Quantitative morphology of mast cells in skeletal muscle of normal and genetically dystrophic mice

Background Mast cells are indigenous connective tissue cells that function in the process of inflammation and edema. Their numbers were studied in a quantitative morphological study of the soleus muscles from 32‐week‐old and 56‐week‐old normal and genetically dystrophic dy2J and mdx mice to determine the incidence of mast cells in muscle to increasing age and to normal and myopathic conditions. Methods Soleus muscles from normal C57Bl/J and from dystrophic C57Bl/SnJ (dy2J/dy2J) and C57BL/10ScSn mdx mice were processed for examination by light and electron microscopy. Quantitation of mast cells was performed on semi‐thick sections and expressed as an average of cells per millimeter squared of muscle tissue.
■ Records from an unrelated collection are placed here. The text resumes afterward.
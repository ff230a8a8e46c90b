use std::path::Path;
use std::sync::{Arc, Mutex};

use async_trait::async_trait;
use reqwest::Client;
use serde::{Deserialize, Serialize};
use tokio::process::Child;
use tracing::{debug, info, warn};

use edgewriter_core::{
    Completion, CompletionRequest, EngineLoadError, EngineLoader, InferenceEngine,
    InferenceError, TokenUsage,
};

use super::{EngineSettings, LlamaServerError};
use crate::command::{build_and_spawn, pick_free_port, spawn_log_readers};
use crate::health::wait_for_http_health;

/// Starts llama-server on first use.
#[derive(Debug, Clone)]
pub struct LlamaServerLoader {
    settings: EngineSettings,
}

impl LlamaServerLoader {
    pub const fn new(settings: EngineSettings) -> Self {
        Self { settings }
    }

    pub const fn settings(&self) -> &EngineSettings {
        &self.settings
    }
}

#[async_trait]
impl EngineLoader for LlamaServerLoader {
    fn model_id(&self) -> String {
        self.settings.model_name.clone()
    }

    async fn load(&self) -> Result<Arc<dyn InferenceEngine>, EngineLoadError> {
        let engine = LlamaServerEngine::start(&self.settings).await?;
        Ok(Arc::new(engine))
    }
}

/// Body of `POST /completion`.
#[derive(Debug, Serialize)]
struct CompletionBody<'a> {
    prompt: &'a str,
    n_predict: u32,
    temperature: f32,
    top_p: f32,
    repeat_penalty: f32,
    stop: &'a [String],
    cache_prompt: bool,
}

#[derive(Debug, Deserialize)]
struct CompletionResponse {
    content: String,
    #[serde(default)]
    tokens_evaluated: Option<u64>,
    #[serde(default)]
    tokens_predicted: Option<u64>,
}

impl CompletionResponse {
    fn usage(&self) -> Option<TokenUsage> {
        if self.tokens_evaluated.is_none() && self.tokens_predicted.is_none() {
            return None;
        }
        let prompt = self.tokens_evaluated.unwrap_or_default();
        let completion = self.tokens_predicted.unwrap_or_default();
        Some(TokenUsage {
            prompt,
            completion,
            total: prompt + completion,
        })
    }
}

/// A running llama-server instance.
pub struct LlamaServerEngine {
    client: Client,
    port: u16,
    /// `None` when attached to a server this process did not start.
    child: Option<Mutex<Child>>,
}

impl LlamaServerEngine {
    /// Spawn llama-server and wait until the model is loaded.
    pub async fn start(settings: &EngineSettings) -> Result<Self, LlamaServerError> {
        ensure_model_exists(&settings.model_path).await?;

        let port = pick_free_port()?;
        let mut child = build_and_spawn(settings, port)?;
        spawn_log_readers(&mut child, port);
        info!(
            target: "edgewriter.llama",
            model = %settings.model_path.display(),
            port,
            pid = ?child.id(),
            "Spawned llama-server"
        );

        let timeout_secs = settings.ready_timeout.as_secs().max(1);
        tokio::select! {
            ready = wait_for_http_health(port, timeout_secs) => {
                ready.map_err(|e| LlamaServerError::NotReady(e.to_string()))?;
            }
            exited = child.wait() => {
                let status = exited.map_or_else(|e| e.to_string(), |s| s.to_string());
                return Err(LlamaServerError::ExitedEarly(status));
            }
        }

        Ok(Self {
            client: Client::new(),
            port,
            child: Some(Mutex::new(child)),
        })
    }

    /// Use a llama-server that is already listening on `port`.
    pub fn attach(port: u16) -> Self {
        Self {
            client: Client::new(),
            port,
            child: None,
        }
    }

    pub const fn port(&self) -> u16 {
        self.port
    }

    fn exit_status(&self) -> Option<String> {
        let mut child = self.child.as_ref()?.lock().ok()?;
        child.try_wait().ok().flatten().map(|s| s.to_string())
    }

    fn transport_error(&self, err: &reqwest::Error) -> InferenceError {
        match self.exit_status() {
            Some(status) => InferenceError::Unavailable(format!("llama-server exited ({status})")),
            None => InferenceError::Unavailable(err.to_string()),
        }
    }
}

async fn ensure_model_exists(path: &Path) -> Result<(), LlamaServerError> {
    match tokio::fs::metadata(path).await {
        Ok(meta) if meta.is_file() => Ok(()),
        _ => Err(LlamaServerError::ModelNotFound(path.to_path_buf())),
    }
}

#[async_trait]
impl InferenceEngine for LlamaServerEngine {
    async fn complete(&self, request: CompletionRequest) -> Result<Completion, InferenceError> {
        let url = format!("http://127.0.0.1:{}/completion", self.port);
        let body = CompletionBody {
            prompt: &request.prompt,
            n_predict: request.max_tokens,
            temperature: request.temperature,
            top_p: request.top_p,
            repeat_penalty: request.repeat_penalty,
            stop: &request.stop,
            cache_prompt: true,
        };
        debug!(target: "edgewriter.llama", prompt_chars = request.prompt.len(), "POST /completion");

        let response = self
            .client
            .post(&url)
            .json(&body)
            .send()
            .await
            .map_err(|e| self.transport_error(&e))?;

        let status = response.status();
        if !status.is_success() {
            let detail = response.text().await.unwrap_or_default();
            warn!(target: "edgewriter.llama", %status, "Completion request failed");
            return Err(InferenceError::Failed(format!(
                "llama-server returned {status}: {detail}"
            )));
        }

        let parsed: CompletionResponse = response
            .json()
            .await
            .map_err(|e| InferenceError::InvalidResponse(e.to_string()))?;
        let usage = parsed.usage();

        Ok(Completion {
            text: parsed.content,
            usage,
        })
    }
}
Results Mast cells were observed in the connective tissue interstitium that normally separates skeletal muscle into fascicles. Their cytoplasmic granules stained metachromatically with toluidine blue and often obscured the single, centrally placed nucleus. They occurred singly or in small groups and were most frequently seen adjacent to neurovascular elements within the muscle, and in many cases were closely associated with the outer capsular regions of muscle spindles. Between the 32‐ and 56‐week‐old groups in each strain, an age‐related increase in mast cell numbers was observed. In the dystrophic conditions, the dy2J and mdx skeletal muscles exhibited a two‐ to four‐fold increase in mast cells when compared to normals in both age groups. Extensive connective tissue proliferation and sites of necrotic and regenerating muscle were common features in both myopathies. Conclusions Results of this study indicate that a significantly higher number of mast cells which exist in dy2J and mdx murine skeletal muscles may be related to the high amount of connective tissue infiltration and extensive muscle fiber remodelling in these conditions. Moreover, the close proximity of mast cells to muscle spindles and nerve fascicles suggests that these cells may play a role in modulating their activities. Anat. Rec. 247:341–349, 1997. © 1997 Wiley‐Liss, Inc.